What the exercise asks. Return the data that follows, keeping every word and mark unchanged.

======== Source information ========

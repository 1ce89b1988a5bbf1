//! Dictionary payload: value ↔ surrogate id mapping.
//!
//! ```text
//! | flags (1) | count (4) | values |
//! ```
//!
//! Fixed-width values are stored back to back. String values are stored as
//! an offset table of `count + 1` entries followed by the UTF-8 bytes.
//! Flag bit 0 marks a sorted dictionary, whose values must be strictly
//! increasing so that ids can be found by binary search.

use super::{check_offsets, read_u32, write_offset_table};
use crate::error::{CodecError, CodecResult};
use crate::types::{DataType, IndexKind, Value};

const FLAG_SORTED: u8 = 0x01;
const PREFIX_LEN: usize = 5;

/// A decoded dictionary.
#[derive(Debug, Clone, PartialEq, Eq)]
pub struct Dictionary {
    data_type: DataType,
    sorted: bool,
    values: Vec<Value>,
}

impl Dictionary {
    /// Builds a sorted dictionary of the distinct `values`.
    ///
    /// # Errors
    ///
    /// Returns `InvalidInput` if a value is not of `data_type`.
    pub fn sorted(data_type: DataType, values: impl IntoIterator<Item = Value>) -> CodecResult<Self> {
        let mut values: Vec<Value> = values.into_iter().collect();
        check_types(data_type, &values)?;
        values.sort();
        values.dedup();
        Ok(Self {
            data_type,
            sorted: true,
            values,
        })
    }

    /// Wraps distinct values in the given id order.
    ///
    /// # Errors
    ///
    /// Returns `InvalidInput` for mistyped or duplicate values.
    pub fn unsorted(data_type: DataType, values: Vec<Value>) -> CodecResult<Self> {
        check_types(data_type, &values)?;
        let mut seen: Vec<&Value> = values.iter().collect();
        seen.sort();
        if seen.windows(2).any(|w| w[0] == w[1]) {
            return Err(CodecError::invalid_input("duplicate dictionary value"));
        }
        Ok(Self {
            data_type,
            sorted: false,
            values,
        })
    }

    /// Value type.
    #[must_use]
    pub const fn data_type(&self) -> DataType {
        self.data_type
    }

    /// True if ids follow value order.
    #[must_use]
    pub const fn is_sorted(&self) -> bool {
        self.sorted
    }

    /// Number of entries.
    #[must_use]
    pub fn len(&self) -> usize {
        self.values.len()
    }

    /// True if the dictionary has no entries.
    #[must_use]
    pub fn is_empty(&self) -> bool {
        self.values.is_empty()
    }

    /// Value for a surrogate id.
    #[must_use]
    pub fn get(&self, id: u32) -> Option<&Value> {
        self.values.get(id as usize)
    }

    /// Surrogate id of a value.
    #[must_use]
    pub fn index_of(&self, value: &Value) -> Option<u32> {
        let pos = if self.sorted {
            self.values.binary_search(value).ok()?
        } else {
            self.values.iter().position(|v| v == value)?
        };
        u32::try_from(pos).ok()
    }

    /// Values in id order.
    #[must_use]
    pub fn values(&self) -> &[Value] {
        &self.values
    }

    /// Encodes the dictionary payload.
    ///
    /// # Errors
    ///
    /// Returns `InvalidInput` if the dictionary is too large to encode.
    pub fn encode(&self) -> CodecResult<Vec<u8>> {
        let count = u32::try_from(self.values.len())
            .map_err(|_| CodecError::invalid_input("dictionary has too many entries"))?;
        let mut buf = Vec::new();
        buf.push(if self.sorted { FLAG_SORTED } else { 0 });
        buf.extend_from_slice(&count.to_le_bytes());

        if self.data_type.fixed_width().is_some() {
            for value in &self.values {
                value.write_fixed(&mut buf);
            }
        } else {
            let strings: Vec<&[u8]> = self
                .values
                .iter()
                .map(|v| match v {
                    Value::String(s) => s.as_bytes(),
                    _ => &[],
                })
                .collect();
            write_offset_table(&mut buf, strings.iter().copied())
                .map_err(CodecError::invalid_input)?;
        }
        Ok(buf)
    }

    /// Decodes and validates a dictionary payload.
    ///
    /// # Errors
    ///
    /// Returns `Corrupt` if the entry count differs from `cardinality`, the
    /// size does not match the entries, a string is not UTF-8, or a sorted
    /// dictionary is out of order.
    pub fn decode(
        column: &str,
        data_type: DataType,
        cardinality: u32,
        payload: &[u8],
    ) -> CodecResult<Self> {
        let corrupt = |message: String| CodecError::corrupt_index(column, IndexKind::Dictionary, message);

        if payload.len() < PREFIX_LEN {
            return Err(corrupt(format!("payload is only {} bytes", payload.len())));
        }
        let sorted = payload[0] & FLAG_SORTED != 0;
        let count = u32::from_le_bytes([payload[1], payload[2], payload[3], payload[4]]);
        if count != cardinality {
            return Err(corrupt(format!(
                "{count} entries but cardinality is {cardinality}"
            )));
        }
        let body = &payload[PREFIX_LEN..];
        let count = count as usize;

        let values = match data_type.fixed_width() {
            Some(width) => {
                let expected = count as u64 * width as u64;
                if body.len() as u64 != expected {
                    return Err(corrupt(format!(
                        "{} value bytes for {count} entries of width {width}",
                        body.len()
                    )));
                }
                body.chunks_exact(width)
                    .map(|chunk| Value::read_fixed(data_type, chunk))
                    .collect::<Option<Vec<_>>>()
                    .ok_or_else(|| corrupt("undecodable value".to_string()))?
            }
            None => {
                let table_len = (count + 1) * 4;
                if body.len() < table_len {
                    return Err(corrupt("string offset table truncated".to_string()));
                }
                let strings = &body[table_len..];
                check_offsets(body, count, strings.len() as u64).map_err(corrupt)?;
                let mut values = Vec::with_capacity(count);
                for i in 0..count {
                    let (start, end) = match (read_u32(body, i), read_u32(body, i + 1)) {
                        (Some(s), Some(e)) => (s as usize, e as usize),
                        _ => return Err(corrupt("string offset table truncated".to_string())),
                    };
                    let text = std::str::from_utf8(&strings[start..end])
                        .map_err(|_| corrupt(format!("entry {i} is not UTF-8")))?;
                    values.push(Value::String(text.to_string()));
                }
                values
            }
        };

        if sorted {
            if let Some(i) = values.windows(2).position(|w| w[0] >= w[1]) {
                return Err(corrupt(format!(
                    "sorted dictionary out of order at entry {}",
                    i + 1
                )));
            }
        }

        Ok(Self {
            data_type,
            sorted,
            values,
        })
    }
}

fn check_types(data_type: DataType, values: &[Value]) -> CodecResult<()> {
    match values.iter().find(|v| v.data_type() != data_type) {
        Some(v) => Err(CodecError::invalid_input(format!(
            "value {v} is {} in a {data_type} dictionary",
            v.data_type()
        ))),
        None => Ok(()),
    }
}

========

Solution for this task.
repository 1ce89b1988a5bbf1
//! Dictionary payload: value ↔ surrogate id mapping.
//!
//! ```text
//! | flags (1) | count (4) | values |
//! ```
//!
//! Fixed-width values are stored back to back. String values are stored as
//! an offset table of `count + 1` entries followed by the UTF-8 bytes.
//! Flag bit 0 marks a sorted dictionary, whose values must be strictly
//! increasing so that ids can be found by binary search.

use super::{check_offsets, read_u32, write_offset_table};
use crate::error::{CodecError, CodecResult};
use crate::types::{DataType, IndexKind, Value};

const FLAG_SORTED: u8 = 0x01;
const PREFIX_LEN: usize = 5;

/// A decoded dictionary.
#[derive(Debug, Clone, PartialEq, Eq)]
pub struct Dictionary {
    data_type: DataType,
    sorted: bool,
    values: Vec<Value>,
}

impl Dictionary {
    /// Builds a sorted dictionary of the distinct `values`.
    ///
    /// # Errors
    ///
    /// Returns `InvalidInput` if a value is not of `data_type`.
    pub fn sorted(data_type: DataType, values: impl IntoIterator<Item = Value>) -> CodecResult<Self> {
        let mut values: Vec<Value> = values.into_iter().collect();
        check_types(data_type, &values)?;
        values.sort();
        values.dedup();
        Ok(Self {
            data_type,
            sorted: true,
            values,
        })
    }

    /// Wraps distinct values in the given id order.
    ///
    /// # Errors
    ///
    /// Returns `InvalidInput` for mistyped or duplicate values.
    pub fn unsorted(data_type: DataType, values: Vec<Value>) -> CodecResult<Self> {
        check_types(data_type, &values)?;
        let mut seen: Vec<&Value> = values.iter().collect();
        seen.sort();
        if seen.windows(2).any(|w| w[0] == w[1]) {
            return Err(CodecError::invalid_input("duplicate dictionary value"));
        }
        Ok(Self {
            data_type,
            sorted: false,
            values,
        })
    }

    /// Value type.
    #[must_use]
    pub const fn data_type(&self) -> DataType {
        self.data_type
    }

    /// True if ids follow value order.
    #[must_use]
    pub const fn is_sorted(&self) -> bool {
        self.sorted
    }

    /// Number of entries.
    #[must_use]
    pub fn len(&self) -> usize {
        self.values.len()
    }

    /// True if the dictionary has no entries.
    #[must_use]
    pub fn is_empty(&self) -> bool {
        self.values.is_empty()
    }

    /// Value for a surrogate id.
    #[must_use]
    pub fn get(&self, id: u32) -> Option<&Value> {
        self.values.get(id as usize)
    }

    /// Surrogate id of a value.
    #[must_use]
    pub fn index_of(&self, value: &Value) -> Option<u32> {
        let pos = if self.sorted {
            self.values.binary_search(value).ok()?
        } else {
            self.values.iter().position(|v| v == value)?
        };
        u32::try_from(pos).ok()
    }

    /// Values in id order.
    #[must_use]
    pub fn values(&self) -> &[Value] {
        &self.values
    }

    /// Encodes the dictionary payload.
    ///
    /// # Errors
    ///
    /// Returns `InvalidInput` if the dictionary is too large to encode.
    pub fn encode(&self) -> CodecResult<Vec<u8>> {
        let count = u32::try_from(self.values.len())
            .map_err(|_| CodecError::invalid_input("dictionary has too many entries"))?;
        let mut buf = Vec::new();
        buf.push(if self.sorted { FLAG_SORTED } else { 0 });
        buf.extend_from_slice(&count.to_le_bytes());

        if self.data_type.fixed_width().is_some() {
            for value in &self.values {
                value.write_fixed(&mut buf);
            }
        } else {
            let strings: Vec<&[u8]> = self
                .values
                .iter()
                .map(|v| match v {
                    Value::String(s) => s.as_bytes(),
                    _ => &[],
                })
                .collect();
            write_offset_table(&mut buf, strings.iter().copied())
                .map_err(CodecError::invalid_input)?;
        }
        Ok(buf)
    }

    /// Decodes and validates a dictionary payload.
    ///
    /// # Errors
    ///
    /// Returns `Corrupt` if the entry count differs from `cardinality`, the
    /// size does not match the entries, a string is not UTF-8, or a sorted
    /// dictionary is out of order.
    pub fn decode(
        column: &str,
        data_type: DataType,
        cardinality: u32,
        payload: &[u8],
    ) -> CodecResult<Self> {
        let corrupt = |message: String| CodecError::corrupt_index(column, IndexKind::Dictionary, message);

        if payload.len() < PREFIX_LEN {
            return Err(corrupt(format!("payload is only {} bytes", payload.len())));
        }
        let sorted = payload[0] & FLAG_SORTED != 0;
        let count = u32::from_le_bytes([payload[1], payload[2], payload[3], payload[4]]);
        if count != cardinality {
            return Err(corrupt(format!(
                "{count} entries but cardinality is {cardinality}"
            )));
        }
        let body = &payload[PREFIX_LEN..];
        let count = count as usize;

        let values = match data_type.fixed_width() {
            Some(width) => {
                let expected = count as u64 * width as u64;
                if body.len() as u64 != expected {
                    return Err(corrupt(format!(
                        "{} value bytes for {count} entries of width {width}",
                        body.len()
                    )));
                }
                body.chunks_exact(width)
                    .map(|chunk| Value::read_fixed(data_type, chunk))
                    .collect::<Option<Vec<_>>>()
                    .ok_or_else(|| corrupt("undecodable value".to_string()))?
            }
            None => {
                let table_len = (count + 1) * 4;
                if body.len() < table_len {
                    return Err(corrupt("string offset table truncated".to_string()));
                }
                let strings = &body[table_len..];
                check_offsets(body, count, strings.len() as u64).map_err(corrupt)?;
                let mut values = Vec::with_capacity(count);
                for i in 0..count {
                    let (start, end) = match (read_u32(body, i), read_u32(body, i + 1)) {
                        (Some(s), Some(e)) => (s as usize, e as usize),
                        _ => return Err(corrupt("string offset table truncated".to_string())),
                    };
                    let text = std::str::from_utf8(&strings[start..end])
                        .map_err(|_| corrupt(format!("entry {i} is not UTF-8")))?;
                    values.push(Value::String(text.to_string()));
                }
                values
            }
        };

        if sorted {
            if let Some(i) = values.windows(2).position(|w| w[0] >= w[1]) {
                return Err(corrupt(format!(
                    "sorted dictionary out of order at entry {}",
                    i + 1
                )));
            }
        }

        Ok(Self {
            data_type,
            sorted,
            values,
        })
    }
}

fn check_types(data_type: DataType, values: &[Value]) -> CodecResult<()> {
    match values.iter().find(|v| v.data_type() != data_type) {
        Some(v) => Err(CodecError::invalid_input(format!(
            "value {v} is {} in a {data_type} dictionary",
            v.data_type()
        ))),
        None => Ok(()),
    }
}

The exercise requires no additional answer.